An hour later, the girls were once again, shoved into the small cell. Stripped of the lot of their weapons.  
  
"Thirty-six." Sparrow mused out loud as she reclined back onto the cell floor. "Not bad. A few more and we might have gained control." She turned to the two sailors that had been assigned to keep watch on them and gave them a contented smile. "Would you have helped us, boys?" One glanced down to the floor and blushed and Sparrow's smile widened as his friend pushed him over to a corner of the room.  
  
"Don't talk to them, they're pirates." Sparrow gave a little laugh and turned her attention to the other cell where Dani was set on complaining.  
  
"Now, why does she get a cell to herself when we're all stuck together?" Dani turned to Sparrow and Sparrow could see the mischief in her eyes.  
  
"Because I'm special." Dani stuck her tongue out and Sparrow returned the favor before turning back to the ceiling and letting herself grow familiar with the patterns of the tarred wood. If Gin was right, and if they were being sent to the Spanish, if something had really happened. She sure had a lot to sort out. 


	6. Interlude 1

I realize that some people have responded to chapters three and four. However, my computer refuses to let me check my mail, ergo, I cannot respond quite yet. I'm sorry.  
  
Anyway, here's the next little bit. It's told from Sparrow's perspective if I made it unclear at all.  
  
Hurry, hurry! Read through it! JACK Sparrow is in the next chapter!! *coughIjusthavetowriteitcough*  
  
I know, seriously, at friggen last.  
  
Interlude  
  
It's a little funny, what goes through your mind in times like these. First, you plot escape, and you hope all goes according to plan. But of course, nothing does. I had tried to escape five times and though three of those times I had succeeded in getting out of that stupid little cage, I had lost my weapons, my clothing and eventually, my endurance. The 'fine' Captain Fitch was smarter than he looked. Pogo noticed this first.  
  
"My father used to do it before he interrogated a prisoner of war." She told me very matter-of-factly, as if I had never heard the story before. There were times when Fitch would feed us once a day, sometimes four times. There was no real schedule and no windows in the 'brigs' so we had no real sense of time, of the hour. The shifts were changed randomly, but always, a pair of sailors sat on steps and watched us, at times they brought down cards and played games. But they never talked to us. I suspected it was under Captain's orders. It was meant to drive us insane. It was meant to break us.  
  
Time. Time is the only thing a prisoner has before she hits the wall. We're constantly ruled by the hour, by the minute, by the second.
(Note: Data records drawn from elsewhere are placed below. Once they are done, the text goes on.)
//! The DAG executor (§4.4): a bounded-concurrency scheduler that runs nodes
//! once all dependencies complete, fans out per node to all target hosts
//! with precheck/run/rollback, propagates skip on failure, and aggregates
//! results. The ready queue has a single owner (this loop); worker tasks
//! never touch scheduler state directly — they report completion over a
//! channel, matching the source design's "avoid sharing the queue across
//! workers" guidance.

use std::collections::{HashMap, HashSet, VecDeque};
use std::sync::Arc;
use std::time::Duration;

use chrono::Utc;
use tokio::sync::mpsc;
use tokio::task::JoinSet;
use tokio_util::sync::CancellationToken;
use tracing::{error, info, warn};

use crate::context::{EngineExecuteContext, StepContext};
use crate::error::{EngineError, Result};
use crate::graph::{ExecutionGraph, ExecutionNode, NodeId};
use crate::host::Host;
use crate::result::{GraphExecutionResult, HostResult, NodeResult, NodeStatus};
use crate::step::Step;

/// Tunables for the scheduler loop, sized the way the teacher crate sizes
/// `StageConfig` (a sensible default plus full override).
#[derive(Debug, Clone)]
pub struct ExecutorConfig {
    /// Bounded concurrency limit: max nodes in flight at once.
    pub max_workers: usize,
    /// Upper bound on how long the scheduler loop waits for the next
    /// completion before re-checking for deadlock (§5: "bounded (≤50ms)").
    pub poll_interval: Duration,
}

impl Default for ExecutorConfig {
    fn default() -> Self {
        Self {
            max_workers: 10,
            poll_interval: Duration::from_millis(50),
        }
    }
}

pub struct DagExecutor {
    config: ExecutorConfig,
}

impl Default for DagExecutor {
    fn default() -> Self {
        Self::new(ExecutorConfig::default())
    }
}

/// Outcome of running one node's full host fan-out, reported back to the
/// scheduler loop over a channel.
struct NodeOutcome {
    id: NodeId,
    status: NodeStatus,
    message: String,
    host_results: HashMap<String, HostResult>,
}

impl DagExecutor {
    pub fn new(config: ExecutorConfig) -> Self {
        Self { config }
    }

    pub async fn execute(
        &self,
        ctx: Arc<dyn EngineExecuteContext>,
        graph: ExecutionGraph,
        dry_run: bool,
    ) -> Result<GraphExecutionResult> {
        let start_time = Utc::now();

        if dry_run {
            return Ok(Self::dry_run_result(&graph, start_time));
        }

        graph.validate()?;
        if !graph.is_empty() && graph.entry_nodes().is_empty() {
            return Err(EngineError::NoEntryNodes);
        }

        let total = graph.len();
        if total == 0 {
            return Ok(GraphExecutionResult {
                name: graph.name.clone(),
                status: NodeStatus::Success,
                start_time,
                end_time: Utc::now(),
                node_results: HashMap::new(),
            });
        }

        let mut in_degree: HashMap<NodeId, usize> = HashMap::new();
        let mut dependents: HashMap<NodeId, Vec<NodeId>> = HashMap::new();
        let mut results: HashMap<NodeId, NodeResult> = HashMap::new();

        for node in graph.nodes().values() {
            in_degree.insert(node.id.clone(), node.dependencies.len());
            dependents.entry(node.id.clone()).or_default();
            for dep in &node.dependencies {
                dependents.entry(dep.clone()).or_default().push(node.id.clone());
            }
            results.insert(
                node.id.clone(),
                NodeResult::pending(node.name.clone(), node.step_name.clone()),
            );
        }

        let mut ready: VecDeque<NodeId> = in_degree
            .iter()
            .filter(|(_, &deg)| deg == 0)
            .map(|(id, _)| id.clone())
            .collect();

        let (tx, mut rx) = mpsc::unbounded_channel::<NodeOutcome>();
        let mut processed = 0usize;
        let mut in_flight = 0usize;
        let cancel = ctx.cancellation();

        loop {
            // A tripped engine-wide token stops scheduling immediately: no
            // further ready nodes are dequeued, and every node still Pending
            // or Running is reported Failed with the cancellation cause.
            // Nodes already spawned keep running in the background — they
            // hold a child of `cancel` via `for_host()` and are expected to
            // observe it and return promptly, same as the teacher's own
            // per-stage cancellation propagation.
            if cancel.is_cancelled() {
                mark_cancelled(&mut results);
                break;
            }

            // Launch as many ready nodes as the concurrency bound allows.
            while in_flight < self.config.max_workers {
                let Some(id) = ready.pop_front() else { break };
                let node = graph.node(&id).expect("ready node must exist in graph").clone();
                if let Some(r) = results.get_mut(&id) {
                    r.status = NodeStatus::Running;
                    r.start_time = Utc::now();
                }
                in_flight += 1;
                spawn_node(node, ctx.clone(), cancel.clone(), tx.clone());
            }

            if processed >= total {
                break;
            }

            if in_flight == 0 && ready.is_empty() {
                error!("DAG executor deadlock: {} nodes pending, nothing in flight", total - processed);
                return Err(EngineError::Deadlock(total - processed));
            }

            let outcome = tokio::select! {
                _ = cancel.cancelled() => {
                    mark_cancelled(&mut results);
                    break;
                }
                recvd = tokio::time::timeout(self.config.poll_interval, rx.recv()) => {
                    match recvd {
                        Ok(Some(outcome)) => outcome,
                        Ok(None) => {
                            error!("DAG executor: completion channel closed unexpectedly");
                            return Err(EngineError::Deadlock(total - processed));
                        }
                        Err(_) => continue, // bounded poll timeout; loop back and re-check
                    }
                }
            };

            in_flight -= 1;
            processed += 1;

            let failed = outcome.status == NodeStatus::Failed;
            if let Some(r) = results.get_mut(&outcome.id) {
                r.status = outcome.status;
                r.message = outcome.message;
                r.host_results = outcome.host_results;
                r.end_time = Utc::now();
            }

            if failed {
                warn!(node = %outcome.id, "node failed, propagating skip to dependents");
                processed += propagate_skip(&outcome.id, &dependents, &mut results);
            } else {
                for dep_id in dependents.get(&outcome.id).cloned().unwrap_or_default() {
                    let Some(deg) = in_degree.get_mut(&dep_id) else { continue };
                    *deg = deg.saturating_sub(1);
                    if *deg == 0 && results.get(&dep_id).map(|r| r.status) == Some(NodeStatus::Pending) {
                        ready.push_back(dep_id);
                    }
                }
            }
        }

        let status = Self::overall_status(&results);
        info!(status = ?status, "DAG execution finished");

        Ok(GraphExecutionResult {
            name: graph.name.clone(),
            status,
            start_time,
            end_time: Utc::now(),
            node_results: results,
        })
    }

    fn dry_run_result(graph: &ExecutionGraph, start_time: chrono::DateTime<Utc>) -> GraphExecutionResult {
        let now = Utc::now();
        let node_results = graph
            .nodes()
            .values()
            .map(|node| {
                let result = NodeResult {
                    name: node.name.clone(),
                    step_name: node.step_name.clone(),
                    status: NodeStatus::Skipped,
                    message: "Dry run: Node execution skipped".to_string(),
                    start_time: now,
                    end_time: now,
                    host_results: HashMap::new(),
                };
                (node.id.clone(), result)
            })
            .collect();

        GraphExecutionResult {
            name: graph.name.clone(),
            status: NodeStatus::Success,
            start_time,
            end_time: now,
            node_results,
        }
    }

    fn overall_status(results: &HashMap<NodeId, NodeResult>) -> NodeStatus {
        if results.values().any(|r| r.status == NodeStatus::Failed) {
            return NodeStatus::Failed;
        }
        if results.values().any(|r| r.status == NodeStatus::Success) {
            return NodeStatus::Success;
        }
        if !results.is_empty() && results.values().all(|r| r.status == NodeStatus::Skipped) {
            return NodeStatus::Skipped;
        }
        NodeStatus::Success
    }
}

/// Depth-first transitive skip propagation from a newly failed/skipped node.
/// Returns the number of newly-skipped (and thus newly-"processed") nodes.
fn propagate_skip(
    from: &NodeId,
    dependents: &HashMap<NodeId, Vec<NodeId>>,
    results: &mut HashMap<NodeId, NodeResult>,
) -> usize {
    let mut count = 0;
    let mut stack: Vec<NodeId> = dependents.get(from).cloned().unwrap_or_default();
    let mut visited: HashSet<NodeId> = HashSet::new();

    while let Some(id) = stack.pop() {
        if !visited.insert(id.clone()) {
            continue;
        }
        let Some(result) = results.get_mut(&id) else { continue };
        if result.status != NodeStatus::Pending {
            continue; // already terminal; leave untouched
        }
        let now = Utc::now();
        result.status = NodeStatus::Skipped;
        result.message = format!("skipped due to failed dependency {from}");
        result.start_time = now;
        result.end_time = now;
        count += 1;

        if let Some(next) = dependents.get(&id) {
            stack.extend(next.iter().cloned());
        }
    }
    count
}

/// Marks every node still `Pending` or `Running` as `Failed` with
/// `EngineError::Cancelled`, called once the engine-wide token trips.
fn mark_cancelled(results: &mut HashMap<NodeId, NodeResult>) {
    let now = Utc::now();
    let message = EngineError::Cancelled("engine execution context was cancelled".to_string()).to_string();
    for result in results.values_mut() {
        if matches!(result.status, NodeStatus::Pending | NodeStatus::Running) {
            result.status = NodeStatus::Failed;
            result.message = message.clone();
            result.start_time = now;
            result.end_time = now;
        }
    }
}

fn spawn_node(
    node: ExecutionNode,
    ctx: Arc<dyn EngineExecuteContext>,
    parent_cancel: CancellationToken,
    tx: mpsc::UnboundedSender<NodeOutcome>,
) {
    tokio::spawn(async move {
        let outcome = run_node(node, ctx, parent_cancel).await;
        let _ = tx.send(outcome);
    });
}

async fn run_node(
    node: ExecutionNode,
    ctx: Arc<dyn EngineExecuteContext>,
    parent_cancel: CancellationToken,
) -> NodeOutcome {
    let node_cancel = parent_cancel.child_token();
    let mut join_set = JoinSet::new();

    for host in node.hosts.clone() {
        let step = node.step.clone();
        let step_ctx = ctx.for_host(&host).with_cancellation(node_cancel.clone());
        let node_cancel = node_cancel.clone();
        join_set.spawn(async move {
            let result = run_host(step, &step_ctx, &host).await;
            if result.status == NodeStatus::Failed {
                node_cancel.cancel();
            }
            result
        });
    }

    let mut host_results = HashMap::new();
    let mut any_failed = false;
    let mut all_skipped = true;
    let mut message = String::new();

    while let Some(joined) = join_set.join_next().await {
        let hr = match joined {
            Ok(hr) => hr,
            Err(join_err) => HostResult::failed(
                "unknown".to_string(),
                format!("host task panicked: {join_err}"),
                Utc::now(),
                None,
                None,
            ),
        };
        if hr.status == NodeStatus::Failed {
            if !any_failed {
                message = hr.message.clone();
            }
            any_failed = true;
        }
        if hr.status != NodeStatus::Skipped {
            all_skipped = false;
        }
        host_results.insert(hr.host_name.clone(), hr);
    }

    let status = if any_failed {
        NodeStatus::Failed
    } else if all_skipped {
        NodeStatus::Skipped
    } else {
        NodeStatus::Success
    };

    NodeOutcome {
        id: node.id,
        status,
        message,
        host_results,
    }
}

async fn run_host(step: Arc<dyn Step>, ctx: &StepContext, host: &Host) -> HostResult {
    let start = Utc::now();

    match step.precheck(ctx, host).await {
        Ok(true) => return HostResult::skipped_precheck(host.name.clone(), start),
        Ok(false) => {}
        Err(e) => {
            let (stdout, stderr) = e.command_output();
            return HostResult::failed(host.name.clone(), e.to_string(), start, stdout, stderr);
        }
    }

    match step.run(ctx, host).await {
        Ok(()) => HostResult::success(host.name.clone(), start),
        Err(e) => {
            let (stdout, stderr) = e.command_output();
            let mut message = format!(
                "step '{}' on host '{}' failed: {}",
                step.meta().name,
                host.name,
                e
            );
            if let Err(rollback_err) = step.rollback(ctx, host).await {
                message.push_str(&format!(" (rollback failed: {rollback_err})"));
            }
            HostResult::failed(host.name.clone(), message, start, stdout, stderr)
        }
    }
}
It's not something usually noticed those who walk and live by times rule but for those of us that have been locked away from the world. We have hours to stare at the ceiling and let these things go through our mind.  
  
This wasn't the first time I'd been locked away. Once upon a time in Mexico I had spent three bruised months behind bars, but at least I knew what time it was.  
  
I tracked it, the seconds, by the swell and fall of the waves but there were times when it was hard to keep track and eventually I lost count all together. The girls passed time with stories from their lives. Pogo and her father.  
  
"He was an Army Ranger..." She'd say, explaining her eye for the weapons. Then there was Dani. Dani and her love for shiny things. Describing her life as a misplaced aristocrat, her love for a man who showed her the advantages of becoming a jewel thief. It was when Roxy was completing her tales of Southern California and her own fluidic spoils; she had traded her surfing expertise for sailing lessons with the rich kids in Orange County. She had married a man by the name of Justin. It was as she was describing her wedding in every painstaking detail that I heard it. It was faint at first, barely audible over the constant commotion but it echoed through the walls, reverberated in my mind. That was it, my salvation in the dank, dirty prison. It was a way of keeping time, I knew it, within me, somehow, I knew it.  
  
It was 52 bells later, I was in the middle of my 9th meal of sturdy sea biscuits and vile, green water when I heard a commotion above me. A hard pounding down the steps, the breath of a man. 52 bells ago, I wouldn't have heard it but somehow, limiting myself to the small cell sharpened my senses. Or maybe it was just that I was starting to listen. I looked to the sailors and they looked up at the stairs. A young boy's figure stood in the doorway and whispered something into one of the sailor's ear. My own ears perked up but I barely caught the ending.  
  
"...with her..." The sailor nodded and sent the boy back to where he came from. In two steps the solder closed the space between where he sat and where my cell was. He pulled a key from his pocket and began to unlock the door. I swallowed down the last of my green water and stood up to meet him.  
  
"What's happening?" I asked him. He looked up with the most sadistic expression I had ever seen in my corrupted little life.  
  
"Cap'n wants'ta see ya." He muttered, the smile widening on his face. He held the door open for me in the complete trust that he had broken me. I watched him for a moment before stepping out and pushing the door into him. He stumbled, the shocked expression hidden for a moment before anger possessed him. In three moves, I was pushed from the door and he was in front of me. With one swift punch I was on the ground, looking up at the red-faced sailor. "If it weren't for it bein' orders that'ya come untouched, I'd kill ya, I would." I should have known that there was something off at that moment. I should have cared. I should have tried to escape but, none of it mattered to me. All that mattered was that I might get a glimpse of the sky and that the sailor wasn't smiling anymore.  
  
I should have cared. 


End file.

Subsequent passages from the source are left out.